Conquering: Sorting the sub-arrays Once we have the single-element subarrays, we begin sorting them. For example, within the left half, [4, 1] becomes [1, 4]. Similarly, within the right half, [7, 2] becomes [2, 7], and [3, 5] remains unchanged.
Merging the Sorted Sub-Arrays: Now that we have individually sorted subarrays, we merge them to obtain the final sorted array. We compare the elements from both halves and place them in the correct order. By merging [1, 4] and [2, 7], we get [1, 2, 4, 7]. Similarly, merging [3, 5] gives us [3, 5].
Next, we merge the two remaining sorted sub-arrays: [1, 2, 4, 7] and [3, 5]. Comparing the elements, we obtain the fully sorted array: [1, 2, 3, 4, 4, 5, 6, 7].
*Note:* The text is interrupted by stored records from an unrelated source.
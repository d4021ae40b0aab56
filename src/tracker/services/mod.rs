//! Application services over a [`WorkspaceStore`](crate::tracker::ports::WorkspaceStore).
//!
//! Every operation runs as exactly one store call: lookups as a read, every
//! mutation (including a whole cascade) as one transaction.

mod cascade;
mod directory;
mod projects;
mod registry;
mod tasks;

pub use cascade::CascadeCoordinator;
pub use directory::{DirectoryService, TeamDefinition};
pub use projects::ProjectService;
pub use registry::{SchemaRegistryService, TypeDefinition};
pub use tasks::TaskService;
The following is the code sample for the input array:
// Java Solution
public static int[] mergeSort(int[] array) {
if(array.length <= 1) return array;
int mid = array.length / 2;
int[] left = Arrays.copyOfRange(array, 0, mid);
int[] right = Arrays.copyOfRange(array, mid, array.length);
return sorted(mergeSort(left), mergeSort(right));
}
public static int[] sorted(int[] m, int[] n) {
int[] p = new int[m.length + n.length];
int i = 0, j = 0, k = 0;
while(i < m.length && j < n.length) {
if(m[i] <= n[j]) {
p[k++] = m[i++];
} else {
p[k++] = n[j++];
}
}
while(i < m.length) {
p[k++] = m[i++];
}
while(j < n.length) {
p[k++] = n[j++];
}
return p;
}
// Output : [1, 2, 3, 4, 4, 5, 6, 7]
Conclusion:
Merge Sort leverages the divide-and-conquer approach to sort an array, we explored the divide-and-conquer strategy by dividing the input array into smaller subarrays, recursively sorting them, and then merging the sorted subarrays to obtain the final sorted array. merge sort’s efficiency and simplicity make it a valuable tool for sorting large datasets. By understanding the power of divide and conquer, we can appreciate the effectiveness of merge sort in tackling sorting problems.